Este mapa recoge los datos sobre la ubicación conocida de lugares vinculados con la fabricación de moneda en la Edad Media castellana y leonesa. La base es Google my maps y puede requerir cuenta de usuario.

Como citar. Debe citarse con la siguiente referencia siguiente: Antonio Roma Valdés, “Lugares vinculados con la fabricación de moneda en la Edad Media castellana y leonesa”, El maravedí, febrero de 2020. http://www.elmaravedi.wordpress.com.

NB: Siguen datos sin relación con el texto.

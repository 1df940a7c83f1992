// rvjit - RISC-V (RV64) user-mode dynamic binary translator
//
// Runs a 64-bit RISC-V Linux ELF executable on the host, switching between
// interpreted and translated execution per basic block.
//
// # Architecture
//
// 1. **Addresses** (`addr.rs`): guest memory sits at a fixed offset in the host
//    address space, so translation is a single add
// 2. **Memory** (`mmu.rs`, `elf.rs`): load `PT_LOAD` segments at their translated
//    addresses, then hand out heap and stack with a bump allocator
// 3. **Code cache** (`cache.rs`, `arena.rs`): guest PC -> hotness counter and
//    entry point into an executable arena
// 4. **Engine** (`engine.rs`): the dispatch loop; looks up cached code, counts
//    block entries, requests translation once a block is hot, and falls back to
//    the interpreter (`interp.rs`) otherwise
// 5. **Process** (`machine.rs`, `syscall.rs`): initial stack, argument layout and
//    Linux system calls
//
// # Block Contract
//
// Translated blocks and the interpreter share `ExecutionState` (`state.rs`).
// A block receives a pointer to it, and before returning sets:
// - `exit_reason`: why control came back (branch, system call, needs interpreter)
// - `reenter_pc`: the guest address execution continues at
//
// A branch to a block that is already hot and cached is followed without
// leaving the engine's inner loop.

pub mod addr;
pub mod arena;
pub mod block;
pub mod cache;
pub mod decode;
pub mod elf;
pub mod engine;
pub mod error;
pub mod interp;
pub mod machine;
pub mod mmu;
pub mod state;
pub mod syscall;
pub mod translate;

pub use addr::{GuestAddr, HostAddr, GUEST_MEMORY_OFFSET};
pub use arena::CodePtr;
pub use block::{BlockExit, GuestBlock};
pub use cache::{CacheConfig, CacheStats, CodeCache};
pub use decode::{Instruction, Opcode};
pub use elf::{ElfInfo, Segment};
pub use engine::{Engine, EngineStats, Interpreter, Translator};
pub use error::{CacheError, Error, Result};
pub use interp::Rv64Interpreter;
pub use machine::{Machine, STACK_SIZE};
pub use mmu::Mmu;
pub use state::{ExecutionState, ExitReason, GpReg};
pub use syscall::{LinuxSyscalls, SyscallHandler, SyscallOutcome};
pub use translate::{HotBlock, ProfilingTranslator};
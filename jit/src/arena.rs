// arena.rs - Executable memory for translated blocks
//
// One read/write/execute mapping, carved up by a bump offset. Blocks are never
// freed individually; the whole arena goes away with the cache that owns it.

use crate::error::CacheError;
use std::ptr::NonNull;

/// Entry point of a block of host code inside an arena.
#[derive(Debug, Clone, Copy, PartialEq, Eq)]
pub struct CodePtr(NonNull<u8>);

impl CodePtr {
    pub fn as_ptr(self) -> *const u8 {
        self.0.as_ptr()
    }
}

pub struct ExecArena {
    base: NonNull<u8>,
    capacity: usize,
    /// First free byte; only ever grows
    offset: usize,
}

impl ExecArena {
    pub fn new(capacity: usize) -> Result<Self, CacheError> {
        // SAFETY: anonymous private mapping with no address hint.
        let ptr = unsafe {
            libc::mmap(
                std::ptr::null_mut(),
                capacity,
                libc::PROT_READ | libc::PROT_WRITE | libc::PROT_EXEC,
                libc::MAP_PRIVATE | libc::MAP_ANONYMOUS,
                -1,
                0,
            )
        };
        if ptr == libc::MAP_FAILED {
            return Err(CacheError::ArenaMap {
                size: capacity,
                source: std::io::Error::last_os_error(),
            });
        }
        let base = NonNull::new(ptr as *mut u8).ok_or_else(|| CacheError::ArenaMap {
            size: capacity,
            source: std::io::Error::from(std::io::ErrorKind::OutOfMemory),
        })?;
        Ok(Self {
            base,
            capacity,
            offset: 0,
        })
    }

    pub fn capacity(&self) -> usize {
        self.capacity
    }

    /// Bytes handed out so far, alignment padding included.
    pub fn used(&self) -> usize {
        self.offset
    }

    /// Copy `code` to the next `align`-aligned offset and make it executable.
    /// Returns the offset it was placed at.
    pub fn push(&mut self, code: &[u8], align: usize) -> Result<usize, CacheError> {
        let start = align_to(self.offset, align);
        let end = start.checked_add(code.len());
        match end {
            Some(end) if end <= self.capacity => {}
            _ => {
                return Err(CacheError::ArenaExhausted {
                    needed: code.len(),
                    offset: start,
                    capacity: self.capacity,
                })
            }
        }

        // SAFETY: [start, start + len) is inside the mapping and not yet handed out.
        unsafe {
            let dst = self.base.as_ptr().add(start);
            std::ptr::copy_nonoverlapping(code.as_ptr(), dst, code.len());
            flush_icache(dst, code.len());
        }
        self.offset = start + code.len();
        Ok(start)
    }

    pub fn code_ptr(&self, offset: usize) -> CodePtr {
        debug_assert!(offset <= self.capacity);
        // SAFETY: offset is within the mapping, so the pointer is non-null.
        CodePtr(unsafe { NonNull::new_unchecked(self.base.as_ptr().add(offset)) })
    }

    /// Offset of `ptr` from the arena base.
    pub fn offset_of(&self, ptr: CodePtr) -> usize {
        ptr.as_ptr() as usize - self.base.as_ptr() as usize
    }
}

impl Drop for ExecArena {
    fn drop(&mut self) {
        // SAFETY: base/capacity describe the mapping created in `new`.
        unsafe {
            libc::munmap(self.base.as_ptr() as *mut libc::c_void, self.capacity);
        }
    }
}

fn align_to(val: usize, align: usize) -> usize {
    debug_assert!(align == 0 || align.is_power_of_two(), "alignment {align} is not a power of two");
    if align == 0 {
        return val;
    }
    (val + align - 1) & !(align - 1)
}

/// Make freshly written code visible to instruction fetch.
#[cfg(any(target_arch = "aarch64", target_arch = "arm", target_arch = "riscv64"))]
unsafe fn flush_icache(start: *mut u8, len: usize) {
    extern "C" {
        fn __clear_cache(start: *mut libc::c_char, end: *mut libc::c_char);
    }
    __clear_cache(start as *mut libc::c_char, start.add(len) as *mut libc::c_char);
}

/// x86 keeps instruction and data caches coherent; only order the stores.
#[cfg(not(any(target_arch = "aarch64", target_arch = "arm", target_arch = "riscv64")))]
unsafe fn flush_icache(_start: *mut u8, _len: usize) {
    std::sync::atomic::fence(std::sync::atomic::Ordering::SeqCst);
}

Interpretación. El mapa contiene por capas datos arqueológicos relevantes dispuestos por capas temporales, ordenados con los siguientes criterios:

  • Los colores son utilitarios y se disponen en función de cada capa.
  • La ubicación es muy aproximada, no exacta en todos los casos, sino que puede haber cierta distancia temporal para facilitar la lectura.
  • El lector puede seleccionar cada capa o una suma de ellas.
  • Cada dato registrado se señala con un icono. Los establecidos son los siguientes:
    • martillo: casa de moneda o lugar conocido donde se fabricó numerario
    • máscaras teatrales: escenas de acuñación.
    • hombre caminando: en los años tempranos de emisión monetaria, referencia conocida de residencia de monederos.
    • figura policial: lugar donde se falsificó moneda
    • espadas cruzadas: casas de moneda provisionales vinculadas con acontecimientos bélicos.
  • Especificidades de las capas:
    • Los cuadros en todas las capas incorporan las referencias procurando seguir aspectos cronológicos.
    • Moneda anterior a 1263. Se trata de un tiempo en el que no hay cecas permanentes sino ocasionales. Por esta razón, se incluyen referencias Indirectas como escenas de acuñación o residencia de monederos.
    • Moneda entre 1454 y 1471. Es un período de una gran inestabilidad. La Crónica de Enrique IV menciona una cifra de 150 casas de moneda entre 1465 y 1470 en un tiempo en el que conocemos entre 40 y 50 marcas distintas. Es posible que hubiera varias casas en la misma ciudad. Se han ubicado aquellas localidades en los que el indicio de localización es mínimamente probable, no así con marcas como A románica, EN, etc., que no puede sostenerse su atribución a localidad. Por otra parte, hay documentos que nos informan de la existencia de casas de moneda, como Ciudad Rodrigo; en estos casos se indica una de las posibles marcas utilizadas.
  • Cada dato se describe indicando los datos conocidos. Referencia bibliográfica por remisión: Antonio Roma Valdés, Emisiones monetarias de León y Castilla. Organización, economía, tipos y fuentes, 2010.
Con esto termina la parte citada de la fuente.